Mais ce n’est qu’en 2022, lorsqu’il collabore avec Grand Corps Malade et Ben Mazué pour sortir un EP commun, que le discours de Gaël Faye sur la cause climatique commence véritablement à s’affirmer. La chanson La Cause en particulier, est un plaidoyer pour les trois chanteurs. Ils y déclarent haut et fort que les artistes peuvent, et ont en quelque sorte le devoir, de prendre position sur les causes écologiques et sociales.
Au regard de cette évolution, on peut s’attendre à retrouver dans les prochains textes du chanteur un engagement grandissant en faveur de la cause environnementale. En tout cas on l’espère fortement !

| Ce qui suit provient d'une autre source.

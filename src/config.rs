use std::env;

pub struct AppConfig {
    pub mongo_uri: Option<String>,
    pub db_name: String,
    pub cache_url: Option<String>,
    pub uploads_dir: String,
    pub static_dir: String,
    pub serve_static_from_app: bool,
}

impl AppConfig {
    pub fn from_env() -> Self {
        let _ = dotenvy::dotenv(); // ignora si no existe .env

        let get = |k: &str, d: &str| env::var(k).unwrap_or_else(|_| d.to_string());

        Self {
            // sin MONGO_URI se usa el catálogo en memoria
            mongo_uri: env::var("MONGO_URI").ok(),
            db_name: get("DB_NAME", "booknook_dev"),
            cache_url: env::var("CACHE_URL").ok(),
            uploads_dir: get("UPLOADS_DIR", "./static/uploads"),
            static_dir: get("STATIC_DIR", "./static"),
            serve_static_from_app: get("SERVE_STATIC", "app") == "app",
        }
    }
}
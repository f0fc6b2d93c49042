//! String indexing, searching and comparison.

use fluxcase::prelude::*;

#[method]
#[case("() -> ok")]
fn empty_string_length() {
    flux_assert!(String::new().is_empty());
}

#[method]
#[case("() -> ok")]
fn string_length() {
    flux_assert!("hello".len() == 5);
}

#[method]
#[case("(\"abc\", \"def\") -> ok")]
#[case("(\"\", \"\") -> ok")]
fn concatenation(a: String, b: String) {
    let result = format!("{}{}", a, b);
    flux_assert!(result.len() >= a.len());
    flux_assert!(result.len() >= b.len());
}

#[method]
#[case("(\"hello\", 0) -> ok")]
#[case("(\"hello\", 5) -> out of bounds")]
#[case("(\"hello\", -1) -> out of bounds")]
fn char_at(s: String, index: i32) -> char {
    ops::char_at(&s, index)
}

#[method]
#[case("(\"hello\", \"h\") -> ok")]
#[case("(\"hello\", \"x\") -> assertion error")]
fn starts_with(s: String, prefix: String) {
    flux_assert!(s.starts_with(&prefix));
}

#[method]
#[case("(\"hello\", \"o\") -> ok")]
#[case("(\"hello\", \"x\") -> assertion error")]
fn ends_with(s: String, suffix: String) {
    flux_assert!(s.ends_with(&suffix));
}

#[method]
#[case("(\"hello world\", \" \") -> ok")]
fn split(s: String, delimiter: String) -> usize {
    let parts = s.split(delimiter.as_str()).count();
    flux_assert!(parts > 0);
    parts
}

#[method]
#[case("(\"  trim  \") -> ok")]
fn trim(s: String) {
    flux_assert!(s.trim().len() <= s.len());
}

#[method]
#[case("(\"HELLO\") -> ok")]
#[case("(\"hello\") -> ok")]
fn to_lower_case(s: String) -> String {
    let lower = s.to_lowercase();
    flux_assert!(lower.len() == s.len());
    lower
}

#[method]
#[case("(\"hello\") -> ok")]
#[case("(\"HELLO\") -> ok")]
fn to_upper_case(s: String) -> String {
    let upper = s.to_uppercase();
    flux_assert!(upper.len() == s.len());
    upper
}

#[method]
#[case("(\"hello\", \"ell\") -> ok")]
#[case("(\"hello\", \"xyz\") -> assertion error")]
fn contains(s: String, needle: String) {
    flux_assert!(s.contains(needle.as_str()));
}

fn index_of(s: &str, target: &str) -> i32 {
    s.find(target)
        .and_then(|i| i32::try_from(s[..i].chars().count()).ok())
        .unwrap_or(-1)
}

#[method]
#[case("(\"hello\", \"l\") -> ok")]
#[case("(\"hello\", \"x\") -> assertion error")]
fn index_of_found(s: String, target: String) -> i32 {
    let index = index_of(&s, &target);
    flux_assert!(index >= 0);
    index
}

#[method]
#[case("(\"hello\", 1, 4) -> ok")]
#[case("(\"hello\", 0, 10) -> out of bounds")]
#[case("(\"hello\", 3, 2) -> out of bounds")]
fn substring(s: String, start: i32, end: i32) -> String {
    ops::substring(&s, start, end)
}

#[method]
#[case("(\"hello\", \"hello\") -> ok")]
#[case("(\"hello\", \"world\") -> assertion error")]
fn equals(a: String, b: String) {
    flux_assert!(a == b);
}

#[method]
#[case("(\"Hello\", \"hello\") -> ok")]
#[case("(\"hello\", \"world\") -> assertion error")]
fn equals_ignore_case(a: String, b: String) {
    flux_assert!(a.eq_ignore_ascii_case(&b));
}

// Declares an argument the method does not take
#[method]
#[case("(\"abc\") -> ok")]
fn string_builder() {
    let mut sb = String::new();
    sb.push('a');
    sb.push('b');
    sb.push('c');
    flux_assert!(sb == "abc");
}

#[method]
#[case("(\"hello\", 'l', 'r') -> ok")]
fn replace(s: String, from: char, to: char) -> String {
    let replaced: String = s.chars().map(|c| if c == from { to } else { c }).collect();
    flux_assert!(replaced.chars().count() == s.chars().count());
    replaced
}

#[method]
#[case("(\"abc\", \"xyz\") -> assertion error")]
#[case("(\"abc\", \"abc\") -> ok")]
#[case("(\"xyz\", \"abc\") -> ok")]
fn compare_strings(a: String, b: String) {
    flux_assert!(a >= b);
}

Des textes anxiogènes pourtant remplis d’espoir
À travers l’ensemble de son œuvre, Gaël Faye nous partage sa recherche constante d’équilibre entre l’anxiété qu’il ressent face à un monde hostile, et l’espoir de parvenir un jour à changer les choses.
Sa chanson Tôt le matin traduit très nettement cette ambivalence, avec une envie presque violente de fuir la ville où « la foule est un zombie » et dans laquelle « il meurt », pour se réfugier dans la quiétude de la nature, et trouver en lui les ressources pour agir.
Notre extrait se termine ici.